"Senin adın bundan böyle Merkez Efendi olsun..."
08/08/2025 Cuma Köşe yazarı A.D
Büyük velîlerden Sünbül Sinân Efendi'nin çok talebesi vardı. Ancak
o, Muslihuddin Musa adındaki bir talebeyi hepsinden çok
seviyordu!..
Sünbül Sinân Efendi, büyük velîlerdendir. Aslen
Merzifonludur. İstanbul'a gelip, Fâtih Sultan Mehmed Hân ve Sultan İkinci
Bâyezîd Hân devrinin meşhûr âlim ve velîlerinden olan Efdalzâde Hamîdüddîn Efendi'den ders
aldı. Daha sonra Çelebi Halîfe'nin feyz ve teveccühlerine kavuşarak kemâle
geldi...
Bu mübarek zat, konuşması ve davranışları ile
kızmayan, sakin, nazik biri olduğundan, "Dinin Süsü" anlamına gelen
“Zeynüddîn" lakabını almıştır.
Her hâlükârda sabrını, sakinliğini koruması üzerine de
(başak, filiz) anlamlarına gelen “Sümbül" lakabıyla anılmıştır... Çok
talebe yetiştirdi. Türbesi Kocamustafapaşa'dadır...
Dergâhındaki telebeler, hocalarının emirlerini
harfiyyen yerine getirmek için gece gündüz çalışıyorlardı. Ancak
hocaları, Muslihuddin Musa adındaki bir talebeyi hepsinden çok
seviyordu. Bunu anlayınca bir kıskançlık başladı. Sünbül Efendi bu durumu
fark edince, ondaki istidadı, kabiliyeti görmeleri için hepsini imtihana
tâbi tuttu. Bir gün onlara dedi ki:
-Ey canlarım! Bu âlemin nasıl yaratılmasını
isterdiniz?
Her talebe kendi anlayışına göre cevap verdi...
Biri "Efendim, Dünya biraz daha büyük olsaydı" dedi... Bir
diğeri "Hocam, iki tane Güneş olsaydı" dedi... Bir başka talebe
de "Efendim, insanların boyu daha uzun olsaydı" gibi şeyler
söylediler... Sıra Muslihuddin Musa Efendi’ye gelmişti. Sümbül Efendi, ona
da aynı suali sordu:
-Sen söyle bakalım Musa Efendi! Kâinatın
nasıl olmasını isterdin?
Musa Efendi başını kaldırmadan edeple cevap
verdi:
- Efendim, bu âlem öyle bir nizam içinde ki; bu
mevcut düzene ne bir şey ilâve edilebilir ne de bir şey eksiltilebilir!..

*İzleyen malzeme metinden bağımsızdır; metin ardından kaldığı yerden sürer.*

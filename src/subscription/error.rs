//! Subscription Error Types

#[derive(Debug, thiserror::Error)]
pub enum SubscriptionError {
    #[error("Subscription not found: {id}")]
    NotFound { id: String },
}

/// Result type for subscription operations
pub type SubscriptionResult<T> = Result<T, SubscriptionError>;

Sümbül Efendi'nin yüzünde görülmemiş bir ışık belirdi
ve buyurdu ki:
- Maşallah derviş Musa! Demek her şey
merkezinde, yerli yerinde, diyorsun! Öyleyse senin adın bundan böyle
"Merkez Muslihuddin" olsun!
Evet, bütün talebeler, hocalarının bu
arkadaşlarını niçin çok sevdiğini anlamışlardı...

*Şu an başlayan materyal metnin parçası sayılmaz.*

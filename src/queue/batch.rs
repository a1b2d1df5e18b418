//! NotificationBatch - the delivery queue element
//!
//! A batch is one matched payload plus the consumer list resolved at
//! enqueue time. Pausing or removing a subscription afterwards does not
//! retroactively pull it out of batches already enqueued.

use crate::processor::Dialect;
use crate::subscription::Subscription;
use serde::{Deserialize, Serialize};

/// Protocol and correlation metadata carried with a batch
#[derive(Debug, Clone, Serialize, Deserialize)]
pub struct BatchMetadata {
    /// Diagnostic correlation id assigned per inbound message;
    /// not persisted across restarts
    pub track_id: u64,
    /// Processor-assigned message ordinal (one per resolved tuple)
    pub message_id: u64,
    /// Dialect the originating envelope arrived in
    pub dialect: Dialect,
    /// Producer reference from the originating envelope, when present
    pub producer: Option<String>,
    /// Topic element in serialized form, when present
    pub topic: Option<String>,
}

/// One enqueued unit of work: payload plus resolved consumer list
#[derive(Debug, Clone, Serialize, Deserialize)]
pub struct NotificationBatch {
    /// Serialized message payload (opaque to the queue)
    pub payload: String,
    /// Consumers matched at enqueue time
    pub consumers: Vec<Subscription>,
    pub metadata: BatchMetadata,
}

impl NotificationBatch {
    pub fn new(payload: String, consumers: Vec<Subscription>, metadata: BatchMetadata) -> Self {
        Self {
            payload,
            consumers,
            metadata,
        }
    }
}

/// A batch as handed out by `blocking_dequeue`, tagged with the sequence id
/// the queue assigned at enqueue time
#[derive(Debug, Clone)]
pub struct QueuedBatch {
    pub sequence: u64,
    pub batch: NotificationBatch,
}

O günden sonra derviş Musa, “Merkez Efendi”
ismiyle gönüllerde taht kurdu. Hocası onu kendisine damat eyledi...
Tıb bilgisi de kuvvetli olan Merkez Efendi, Manisa’da
bulunduğu sırada kırk bir çeşit baharattan meydana gelen bir mâcun yaptı.
Hastalar, bu mâcunu yiyerek şifâ bulurdu. İlkbaharda yetişen çiçeklerden de
istifâde edilerek yapılan bu mâcunu almak için, çevre kasabalardan gelirlerdi.
"Mesîr mâcunu" diye şöhret bulan bu mâcun, şimdi de yapılmaktadır.
Merkez Efendi,
İstanbul-Zeytinburnu'da, kendi adıyla anılan türbede medfundur. Allahü teala
şefaatlerine nâil eylesin. Âmin...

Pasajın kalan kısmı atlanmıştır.